Dans un modèle de souris, l'activation du système complémentaire dans le tissu tumoral a conduit à la génération de C5a qui a recruter les cellules MDSC pour les tumeurs. Ces cellules MDSC bloquent les CD8 et les cellules "t" qui devraient normalement éliminer la tumeur.

Researchers also found that blocking the C5a receptor on cell surfaces impairs tumor growth at the same rate of Paclitaxel, a chemotherapy drug. This discovery could lead to new cancer treatments with far fewer side effects than chemotherapy, surmise the investigators.

Les chercheurs ont découvert que bloquer les C5a arrçtait la croissance de la tumeur au moins autant que le PAclitaxel, un médicament chimio-thérapeuthique. Cette découvertet pourrait conduire à de nouveaux médicaments avec moins d'effets secondaires.

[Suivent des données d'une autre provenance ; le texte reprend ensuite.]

// SPDX-License-Identifier: MIT OR Apache-2.0
// Copyright (c) 2025 climprep contributors

//! Time axis restructuring and grid geometry
//!
//! Time coordinates count days since 1970-01-01 on the proleptic Gregorian
//! calendar; fractions of a day are allowed.

use chrono::{Datelike, NaiveDate};
use indexmap::IndexMap;

use super::{Dataset, DatasetError, Variable};

/// WGS84 semi-major and semi-minor axes, metres
const WGS84_A: f64 = 6_378_137.0;
const WGS84_B: f64 = 6_356_752.3142;

impl Dataset {
    /// Floor every value of the named coordinates to the first day of its month
    pub fn floor_to_month_start(&self, names: &[String]) -> Result<Dataset, DatasetError> {
        let mut out = self.clone();
        for name in names {
            let coord = out
                .coords
                .get_mut(name)
                .ok_or_else(|| DatasetError::UnknownVariable(name.clone()))?;
            for value in coord.values.iter_mut() {
                if value.is_nan() {
                    continue;
                }
                *value = month_start(*value).ok_or_else(|| {
                    DatasetError::InvalidArgument(format!(
                        "'{}' value {} is not a representable date",
                        name, value
                    ))
                })?;
            }
        }
        Ok(out)
    }

    /// Turn a single forecast's time axis into `init` and `lead` dimensions
    ///
    /// The new `init` dimension has length one and is labelled by the first
    /// time; `lead` counts steps from zero. Variables along `time` gain
    /// `init` as their outermost dimension and `time` becomes a coordinate
    /// over `(init, lead)`. Forecasts prepared this way concatenate along
    /// `init`.
    pub fn time_to_lead(
        &self,
        time_dim: &str,
        init_dim: &str,
        lead_dim: &str,
    ) -> Result<Dataset, DatasetError> {
        let len = self
            .dim_len(time_dim)
            .ok_or_else(|| DatasetError::UnknownDimension(time_dim.to_string()))?;
        let time = self
            .coord(time_dim)
            .filter(|c| c.dims.len() == 1 && c.dims[0] == time_dim)
            .ok_or_else(|| {
                DatasetError::InvalidArgument(format!("dimension '{}' has no coordinate", time_dim))
            })?;
        let Some(&init) = time.values.first() else {
            return Err(DatasetError::InvalidArgument(format!(
                "dimension '{}' is empty",
                time_dim
            )));
        };
        for name in [init_dim, lead_dim] {
            if self.dims.contains_key(name)
                || self.coords.contains_key(name)
                || self.data_vars.contains_key(name)
            {
                return Err(DatasetError::NameCollision(name.to_string()));
            }
        }

        let mut dims = IndexMap::new();
        for (dim, &n) in &self.dims {
            if dim == time_dim {
                dims.insert(init_dim.to_string(), 1);
                dims.insert(lead_dim.to_string(), n);
            } else {
                dims.insert(dim.clone(), n);
            }
        }

        // A leading length-one axis leaves the row-major layout unchanged
        let expand = |var: &Variable| -> Variable {
            if var.axis(time_dim).is_none() {
                return var.clone();
            }
            let mut dims = vec![init_dim.to_string()];
            dims.extend(var.dims.iter().map(|d| {
                if d == time_dim {
                    lead_dim.to_string()
                } else {
                    d.clone()
                }
            }));
            Variable {
                dims,
                values: var.values.clone(),
                attrs: var.attrs.clone(),
            }
        };

        let mut coords = IndexMap::new();
        coords.insert(init_dim.to_string(), Variable::new([init_dim], vec![init]));
        coords.insert(
            lead_dim.to_string(),
            Variable::new([lead_dim], (0..len).map(|i| i as f64).collect()),
        );
        for (name, coord) in &self.coords {
            coords.insert(name.clone(), expand(coord));
        }

        let out = Dataset {
            dims,
            coords,
            data_vars: self
                .data_vars
                .iter()
                .map(|(name, var)| (name.clone(), expand(var)))
                .collect(),
            attrs: self.attrs.clone(),
            encoding: self
                .encoding
                .iter()
                .map(|(d, &c)| {
                    let dim = if d == time_dim { lead_dim } else { d.as_str() };
                    (dim.to_string(), c)
                })
                .collect(),
        };
        out.validate()?;
        Ok(out)
    }

    /// Approximate cell areas (m²) of a regular latitude/longitude grid
    ///
    /// Uses the WGS84 geocentric radius at each latitude. Cell widths are the
    /// spacing to the previous grid line; the first line reuses the spacing
    /// to the second. Returns a variable over `(lat, lon)`.
    pub fn cell_areas(&self, lat_dim: &str, lon_dim: &str) -> Result<Variable, DatasetError> {
        let lat = grid_axis(self, lat_dim)?;
        let lon = grid_axis(self, lon_dim)?;

        let mut values = Vec::with_capacity(lat.len() * lon.len());
        for i in 0..lat.len() {
            let radius = earth_radius(lat[i]);
            let dy = spacing(lat, i).to_radians() * radius;
            for j in 0..lon.len() {
                let dx = spacing(lon, j).to_radians() * radius * lat[i].to_radians().cos();
                values.push((dy * dx).abs());
            }
        }

        Ok(Variable::new([lat_dim, lon_dim], values).with_attr("units", "m2"))
    }
}

/// Days since the epoch of the first of the month holding `days`
fn month_start(days: f64) -> Option<f64> {
    let epoch = NaiveDate::from_ymd_opt(1970, 1, 1)?.num_days_from_ce();
    let day = i32::try_from(days.floor() as i64).ok()?.checked_add(epoch)?;
    let first = NaiveDate::from_num_days_from_ce_opt(day)?.with_day(1)?;
    Some(f64::from(first.num_days_from_ce() - epoch))
}

/// Values of a one-dimensional coordinate with at least two grid lines
fn grid_axis<'a>(ds: &'a Dataset, dim: &str) -> Result<&'a [f64], DatasetError> {
    let coord = ds
        .coord(dim)
        .filter(|c| c.dims.len() == 1 && c.dims[0] == dim)
        .ok_or_else(|| {
            DatasetError::InvalidArgument(format!("dimension '{}' has no coordinate", dim))
        })?;
    if coord.values.len() < 2 {
        return Err(DatasetError::InvalidArgument(format!(
            "'{}' needs at least two grid lines to estimate cell sizes",
            dim
        )));
    }
    Ok(&coord.values)
}

fn spacing(values: &[f64], i: usize) -> f64 {
    if i == 0 {
        values[1] - values[0]
    } else {
        values[i] - values[i - 1]
    }
}

/// Earth radius at a geodetic latitude, treating the Earth as the WGS84 spheroid
fn earth_radius(lat_degrees: f64) -> f64 {
    let e2 = 1.0 - WGS84_B.powi(2) / WGS84_A.powi(2);
    let geocentric = ((1.0 - e2) * lat_degrees.to_radians().tan()).atan();
    (WGS84_A * (1.0 - e2).sqrt()) / (1.0 - e2 * geocentric.cos().powi(2)).sqrt()
}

“Researchers are trying to introduce immune therapies and anti-tumor vaccines, but most of these vaccines fail,” says Lambris. “We show in this study a possible mechanism how to overcome this problem.” Lambris and his team are conducting studies that apply the approaches outlined in this paper to five models of cancer.

La plupart des vacccins et des thérapies immunitaires échouent.nous avons démontrer dans cette  étude un possible moyen de résoudre ce problème.